*** Opening DATA SUPPLIED ***
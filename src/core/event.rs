//! 结果通道
//!
//! 元数据源与宿主之间的唯一交付链路：识别流程投递元数据记录，封面流程投递图片字节。

use bytes::Bytes;
use flume::{Receiver, Sender};

use crate::core::model::MetadataRecord;

/// 元数据源产出的结果
#[derive(Debug, Clone)]
pub enum SourceEvent {
    /// 一条元数据记录
    Metadata(Box<MetadataRecord>),
    /// 封面图片原始字节
    Cover { source: String, data: Bytes },
}

/// 结果发送器
#[derive(Clone)]
pub struct ResultSender {
    tx: Sender<SourceEvent>,
}

impl ResultSender {
    pub fn new(tx: Sender<SourceEvent>) -> Self {
        Self { tx }
    }

    /// 发送事件 (接收端关闭时静默丢弃)
    pub fn emit(&self, event: SourceEvent) {
        let _ = self.tx.send(event);
    }

    pub fn metadata(&self, record: MetadataRecord) {
        self.emit(SourceEvent::Metadata(Box::new(record)));
    }

    pub fn cover(&self, source: &str, data: Bytes) {
        self.emit(SourceEvent::Cover {
            source: source.to_string(),
            data,
        });
    }
}

/// 结果接收器
pub struct ResultReceiver {
    rx: Receiver<SourceEvent>,
}

impl ResultReceiver {
    pub fn new(rx: Receiver<SourceEvent>) -> Self {
        Self { rx }
    }

    /// 异步接收事件
    pub async fn recv_async(&self) -> Option<SourceEvent> {
        self.rx.recv_async().await.ok()
    }

    /// 取出当前已入队的全部事件
    pub fn drain(&self) -> Vec<SourceEvent> {
        self.rx.drain().collect()
    }

    /// 取出当前已入队的元数据记录，忽略其他事件
    pub fn drain_metadata(&self) -> Vec<MetadataRecord> {
        self.drain()
            .into_iter()
            .filter_map(|event| match event {
                SourceEvent::Metadata(record) => Some(*record),
                SourceEvent::Cover { .. } => None,
            })
            .collect()
    }

    /// 取出当前已入队的封面
    pub fn drain_covers(&self) -> Vec<(String, Bytes)> {
        self.drain()
            .into_iter()
            .filter_map(|event| match event {
                SourceEvent::Cover { source, data } => Some((source, data)),
                SourceEvent::Metadata(_) => None,
            })
            .collect()
    }
}

/// 创建结果通道
pub fn create_result_channel() -> (ResultSender, ResultReceiver) {
    let (tx, rx) = flume::unbounded();
    (ResultSender::new(tx), ResultReceiver::new(rx))
}
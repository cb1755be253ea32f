pub mod config;
pub mod error;
pub mod event;
pub mod model;
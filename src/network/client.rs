use std::time::Duration;

use async_trait::async_trait;
use bytes::Bytes;
use reqwest::header::{ACCEPT_LANGUAGE, HeaderMap, HeaderValue, USER_AGENT};
use tracing::debug;

use crate::core::config::NetworkConfig;
use crate::core::error::{Result, SourceError};
use crate::interfaces::Fetcher;

/// 基于 reqwest 的页面获取器
///
/// 内部 `reqwest::Client` 自带连接池，可被多个识别任务共享。
#[derive(Clone)]
pub struct HttpFetcher {
    client: reqwest::Client,
}

impl HttpFetcher {
    pub fn new(config: &NetworkConfig) -> Result<Self> {
        let client = Self::try_build_internal_client(config)?;
        Ok(Self { client })
    }

    /// 构建底层的 HTTP 客户端
    fn try_build_internal_client(config: &NetworkConfig) -> Result<reqwest::Client> {
        let mut headers = HeaderMap::new();

        // 基础 Header 注入
        let base_headers = [
            (USER_AGENT, config.user_agent.as_str()),
            (ACCEPT_LANGUAGE, "zh-CN,zh;q=0.9"),
        ];

        headers.extend(
            base_headers
                .into_iter()
                .filter(|(_, v)| !v.is_empty())
                .filter_map(|(k, v)| HeaderValue::from_str(v).ok().map(|val| (k, val))),
        );

        reqwest::Client::builder()
            .default_headers(headers)
            .cookie_store(true)
            .gzip(true)
            .brotli(true)
            .tcp_nodelay(true)
            .connect_timeout(config.connect_timeout())
            .timeout(config.timeout())
            .build()
            .map_err(SourceError::Network)
    }
}

#[async_trait]
impl Fetcher for HttpFetcher {
    async fn fetch(&self, url: &str, timeout: Duration) -> Result<Bytes> {
        debug!("GET {} (timeout {:?})", url, timeout);
        let resp = self.client.get(url).timeout(timeout).send().await?;

        let status = resp.status();
        if !status.is_success() {
            return Err(SourceError::Status {
                status,
                url: url.to_string(),
            });
        }

        Ok(resp.bytes().await?)
    }
}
*** Closing DATA SUPPLIED ***
Check each line of the data for "core". Copy the lines where it turns up.

filename src/core/event.rs
use crate::core::model::MetadataRecord;
use crate::core::config::NetworkConfig;
use crate::core::error::{Result, SourceError};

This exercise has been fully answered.